Stimuler l’entrepreneuriat

Les surcapacités de production de la Chine et la hausse des salaires conduiront d’abord à la délocalisation des activités les plus intensives en facteur travail, notamment dans les pays qui bénéficient de préférences commerciales avec les pays de l’OCDE ou d’autres pays africains. Le Maroc, en signant un accord avec la Chine en mars pour accueillir 200 industries dans le nord du pays, a bien compris les gains qu’il pourrait tirer d’une double insertion dans l’espace européen et la Communauté économique des Etats d’Afrique de l’Ouest (Cédéao).

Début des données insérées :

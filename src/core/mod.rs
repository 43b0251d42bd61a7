//! Core primitives.
//!
//! Geometry, the spatial index, seeded randomness, the wire codec and
//! state digests. Nothing in here knows about players or fleets.

pub mod vec2;
pub mod rect;
pub mod quadtree;
pub mod rng;
pub mod codec;
pub mod hash;

// Re-export core types
pub use vec2::Vec2;
pub use rect::Rect;
pub use quadtree::QuadTree;
pub use rng::DeterministicRng;
pub use codec::{WireError, WireRead};
pub use hash::{StateHash, StateHasher};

Ensuite, la contrainte climatique transformera à long terme les modes d’accès à l’énergie. A l’avenir, l’énergie sera moins d’origine fossile, davantage produite à proximité des lieux où elle sera consommée et peut-être moins coûteuse. En Afrique, le potentiel élevé des énergies renouvelables (notamment solaire, hydraulique et éolien) – s’il était réalisé – réduirait la dépendance énergétique tout en agissant positivement sur la compétitivité industrielle. De plus, l’émergence de classes moyennes encouragerait le développement d’industries de transformation pour répondre par des circuits courts aux marchés urbains en forte croissance. La transition écologique du continent devient, en ce sens, un levier de l’industrialisation.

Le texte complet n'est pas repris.